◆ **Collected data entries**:
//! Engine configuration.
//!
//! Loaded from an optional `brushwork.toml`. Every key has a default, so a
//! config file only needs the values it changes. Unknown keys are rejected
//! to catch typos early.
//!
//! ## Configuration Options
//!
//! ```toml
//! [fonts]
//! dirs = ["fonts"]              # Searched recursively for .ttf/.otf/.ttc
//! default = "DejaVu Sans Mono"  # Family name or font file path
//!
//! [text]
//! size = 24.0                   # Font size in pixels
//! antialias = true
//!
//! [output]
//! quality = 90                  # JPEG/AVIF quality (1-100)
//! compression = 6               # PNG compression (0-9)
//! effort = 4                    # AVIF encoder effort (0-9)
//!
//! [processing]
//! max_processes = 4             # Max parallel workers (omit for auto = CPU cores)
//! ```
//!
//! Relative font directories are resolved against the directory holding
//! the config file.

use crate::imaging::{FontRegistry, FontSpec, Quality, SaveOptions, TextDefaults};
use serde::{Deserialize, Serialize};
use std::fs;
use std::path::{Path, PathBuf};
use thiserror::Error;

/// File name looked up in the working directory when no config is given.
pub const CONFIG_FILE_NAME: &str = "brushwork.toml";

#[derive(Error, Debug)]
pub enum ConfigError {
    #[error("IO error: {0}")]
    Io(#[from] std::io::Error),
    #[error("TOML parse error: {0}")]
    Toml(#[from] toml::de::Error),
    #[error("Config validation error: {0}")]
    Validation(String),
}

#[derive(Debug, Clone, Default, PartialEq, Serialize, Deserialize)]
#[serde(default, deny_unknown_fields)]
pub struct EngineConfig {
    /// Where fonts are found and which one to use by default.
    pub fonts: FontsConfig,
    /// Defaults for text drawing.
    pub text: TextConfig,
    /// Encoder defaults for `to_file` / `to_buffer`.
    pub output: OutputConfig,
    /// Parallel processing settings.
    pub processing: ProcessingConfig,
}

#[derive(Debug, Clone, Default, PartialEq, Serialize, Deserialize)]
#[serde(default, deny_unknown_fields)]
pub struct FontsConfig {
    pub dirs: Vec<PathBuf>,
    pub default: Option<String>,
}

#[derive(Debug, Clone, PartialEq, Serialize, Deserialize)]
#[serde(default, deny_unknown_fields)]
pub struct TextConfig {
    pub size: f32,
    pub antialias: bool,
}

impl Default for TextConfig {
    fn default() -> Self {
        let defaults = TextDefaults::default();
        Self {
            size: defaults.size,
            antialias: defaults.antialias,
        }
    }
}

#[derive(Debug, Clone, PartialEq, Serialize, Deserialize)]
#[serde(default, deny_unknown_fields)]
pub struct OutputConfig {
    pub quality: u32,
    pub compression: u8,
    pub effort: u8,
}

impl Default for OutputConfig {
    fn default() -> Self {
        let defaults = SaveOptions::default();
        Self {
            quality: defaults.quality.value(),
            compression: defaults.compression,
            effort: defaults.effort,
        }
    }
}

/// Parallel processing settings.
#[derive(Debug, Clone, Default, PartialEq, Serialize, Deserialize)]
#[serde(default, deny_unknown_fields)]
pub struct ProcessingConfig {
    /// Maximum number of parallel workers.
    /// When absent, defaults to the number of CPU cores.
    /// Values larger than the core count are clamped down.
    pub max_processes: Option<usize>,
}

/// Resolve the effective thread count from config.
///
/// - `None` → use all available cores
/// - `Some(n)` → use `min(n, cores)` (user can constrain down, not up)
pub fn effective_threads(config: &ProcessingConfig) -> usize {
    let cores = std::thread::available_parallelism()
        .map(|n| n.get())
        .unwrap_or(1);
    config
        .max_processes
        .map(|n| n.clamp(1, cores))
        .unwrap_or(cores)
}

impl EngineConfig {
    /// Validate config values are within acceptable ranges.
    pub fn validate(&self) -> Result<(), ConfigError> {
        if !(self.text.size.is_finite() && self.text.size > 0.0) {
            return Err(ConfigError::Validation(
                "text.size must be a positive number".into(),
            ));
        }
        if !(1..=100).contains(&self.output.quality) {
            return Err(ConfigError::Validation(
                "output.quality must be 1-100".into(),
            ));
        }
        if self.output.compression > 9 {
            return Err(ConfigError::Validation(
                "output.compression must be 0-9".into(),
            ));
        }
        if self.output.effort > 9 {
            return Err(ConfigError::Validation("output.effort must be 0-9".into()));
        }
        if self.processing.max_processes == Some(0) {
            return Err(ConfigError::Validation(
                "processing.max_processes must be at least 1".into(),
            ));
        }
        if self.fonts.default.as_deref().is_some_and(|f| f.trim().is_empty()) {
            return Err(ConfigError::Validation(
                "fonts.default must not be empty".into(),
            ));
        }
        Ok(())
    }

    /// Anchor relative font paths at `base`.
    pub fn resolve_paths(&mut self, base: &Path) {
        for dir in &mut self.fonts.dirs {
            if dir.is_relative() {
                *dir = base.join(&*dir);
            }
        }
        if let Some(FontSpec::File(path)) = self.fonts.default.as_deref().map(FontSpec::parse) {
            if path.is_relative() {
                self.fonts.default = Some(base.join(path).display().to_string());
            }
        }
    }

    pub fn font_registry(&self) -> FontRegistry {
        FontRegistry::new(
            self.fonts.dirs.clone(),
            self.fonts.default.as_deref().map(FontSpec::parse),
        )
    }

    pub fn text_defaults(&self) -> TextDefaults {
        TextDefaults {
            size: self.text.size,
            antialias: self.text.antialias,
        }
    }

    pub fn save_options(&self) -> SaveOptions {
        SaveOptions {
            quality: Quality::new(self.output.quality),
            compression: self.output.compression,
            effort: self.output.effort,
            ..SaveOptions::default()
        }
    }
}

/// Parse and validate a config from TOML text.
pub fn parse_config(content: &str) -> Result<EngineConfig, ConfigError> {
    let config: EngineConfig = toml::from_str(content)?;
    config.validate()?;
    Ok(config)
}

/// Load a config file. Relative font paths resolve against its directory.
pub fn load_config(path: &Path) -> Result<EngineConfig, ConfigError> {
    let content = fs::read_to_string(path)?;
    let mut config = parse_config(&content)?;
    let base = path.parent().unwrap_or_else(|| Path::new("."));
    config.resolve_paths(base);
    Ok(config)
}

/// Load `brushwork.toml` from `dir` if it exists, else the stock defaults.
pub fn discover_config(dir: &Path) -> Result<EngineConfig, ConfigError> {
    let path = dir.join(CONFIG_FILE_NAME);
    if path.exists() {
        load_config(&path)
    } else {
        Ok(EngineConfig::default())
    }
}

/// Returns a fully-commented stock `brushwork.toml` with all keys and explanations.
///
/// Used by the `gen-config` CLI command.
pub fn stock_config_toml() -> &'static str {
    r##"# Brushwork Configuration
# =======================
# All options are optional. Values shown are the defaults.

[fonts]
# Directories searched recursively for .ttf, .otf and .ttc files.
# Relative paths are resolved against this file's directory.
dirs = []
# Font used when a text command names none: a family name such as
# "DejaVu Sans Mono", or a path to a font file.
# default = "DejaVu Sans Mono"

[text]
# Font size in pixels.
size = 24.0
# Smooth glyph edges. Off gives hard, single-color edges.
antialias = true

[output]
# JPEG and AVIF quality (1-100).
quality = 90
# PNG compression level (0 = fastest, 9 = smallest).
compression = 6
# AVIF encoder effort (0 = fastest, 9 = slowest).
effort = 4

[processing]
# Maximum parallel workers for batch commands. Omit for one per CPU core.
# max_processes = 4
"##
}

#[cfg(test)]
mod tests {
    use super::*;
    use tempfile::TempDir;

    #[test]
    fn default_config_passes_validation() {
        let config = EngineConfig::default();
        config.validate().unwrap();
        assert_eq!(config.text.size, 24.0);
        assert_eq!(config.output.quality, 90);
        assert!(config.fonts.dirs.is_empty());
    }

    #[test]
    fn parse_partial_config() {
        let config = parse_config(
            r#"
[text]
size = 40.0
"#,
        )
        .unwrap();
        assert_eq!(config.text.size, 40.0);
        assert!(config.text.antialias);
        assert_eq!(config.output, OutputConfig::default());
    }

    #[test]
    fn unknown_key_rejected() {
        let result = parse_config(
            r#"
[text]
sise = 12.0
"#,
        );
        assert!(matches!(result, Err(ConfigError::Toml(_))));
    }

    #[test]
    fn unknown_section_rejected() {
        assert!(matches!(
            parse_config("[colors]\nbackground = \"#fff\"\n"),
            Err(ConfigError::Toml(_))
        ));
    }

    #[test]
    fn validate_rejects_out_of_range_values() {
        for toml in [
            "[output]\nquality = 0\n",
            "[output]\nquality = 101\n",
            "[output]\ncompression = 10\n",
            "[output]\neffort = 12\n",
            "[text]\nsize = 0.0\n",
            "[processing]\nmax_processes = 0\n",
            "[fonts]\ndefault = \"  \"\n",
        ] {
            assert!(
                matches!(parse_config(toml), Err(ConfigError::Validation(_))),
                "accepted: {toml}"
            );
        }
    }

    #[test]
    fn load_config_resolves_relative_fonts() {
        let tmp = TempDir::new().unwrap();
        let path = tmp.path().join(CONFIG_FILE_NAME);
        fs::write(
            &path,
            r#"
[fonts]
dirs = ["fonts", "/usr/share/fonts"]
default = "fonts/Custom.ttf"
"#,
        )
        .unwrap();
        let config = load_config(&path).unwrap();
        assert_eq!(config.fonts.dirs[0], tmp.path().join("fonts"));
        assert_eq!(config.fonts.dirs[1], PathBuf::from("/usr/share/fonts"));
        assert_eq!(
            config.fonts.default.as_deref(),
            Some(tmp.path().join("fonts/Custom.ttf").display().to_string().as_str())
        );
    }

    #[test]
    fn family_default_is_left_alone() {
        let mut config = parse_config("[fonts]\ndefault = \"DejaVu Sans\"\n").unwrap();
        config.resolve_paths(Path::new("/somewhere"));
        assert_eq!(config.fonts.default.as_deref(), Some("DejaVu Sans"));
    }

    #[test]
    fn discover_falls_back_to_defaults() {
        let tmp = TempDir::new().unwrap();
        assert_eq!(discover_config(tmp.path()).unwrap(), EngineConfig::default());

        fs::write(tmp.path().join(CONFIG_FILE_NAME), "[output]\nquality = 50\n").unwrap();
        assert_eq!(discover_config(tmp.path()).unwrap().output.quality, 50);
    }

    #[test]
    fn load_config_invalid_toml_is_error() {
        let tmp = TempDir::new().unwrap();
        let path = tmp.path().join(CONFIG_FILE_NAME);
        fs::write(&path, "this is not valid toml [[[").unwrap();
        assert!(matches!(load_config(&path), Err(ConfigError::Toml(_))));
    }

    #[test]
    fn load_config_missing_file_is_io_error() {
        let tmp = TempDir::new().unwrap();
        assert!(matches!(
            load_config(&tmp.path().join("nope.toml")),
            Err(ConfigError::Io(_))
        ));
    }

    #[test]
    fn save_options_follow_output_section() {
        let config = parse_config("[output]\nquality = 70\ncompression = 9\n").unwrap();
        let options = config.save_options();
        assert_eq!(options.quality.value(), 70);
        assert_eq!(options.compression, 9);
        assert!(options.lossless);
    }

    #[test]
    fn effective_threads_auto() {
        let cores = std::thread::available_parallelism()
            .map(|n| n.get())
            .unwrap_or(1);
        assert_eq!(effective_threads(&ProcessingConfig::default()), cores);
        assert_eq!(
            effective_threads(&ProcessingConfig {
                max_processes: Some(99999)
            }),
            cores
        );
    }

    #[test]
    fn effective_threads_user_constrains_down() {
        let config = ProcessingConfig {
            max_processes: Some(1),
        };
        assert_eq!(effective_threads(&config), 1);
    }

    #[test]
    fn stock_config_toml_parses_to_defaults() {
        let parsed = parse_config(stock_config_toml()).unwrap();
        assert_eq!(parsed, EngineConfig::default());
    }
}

◆ **Goal of the exercise**: When the word "write" shows up in a line of the entries, pull that line out.

◆ **Your solution**:
        fs::write(
        fs::write(tmp.path().join(CONFIG_FILE_NAME), "[output]\nquality = 50\n").unwrap();
        fs::write(&path, "this is not valid toml [[[").unwrap();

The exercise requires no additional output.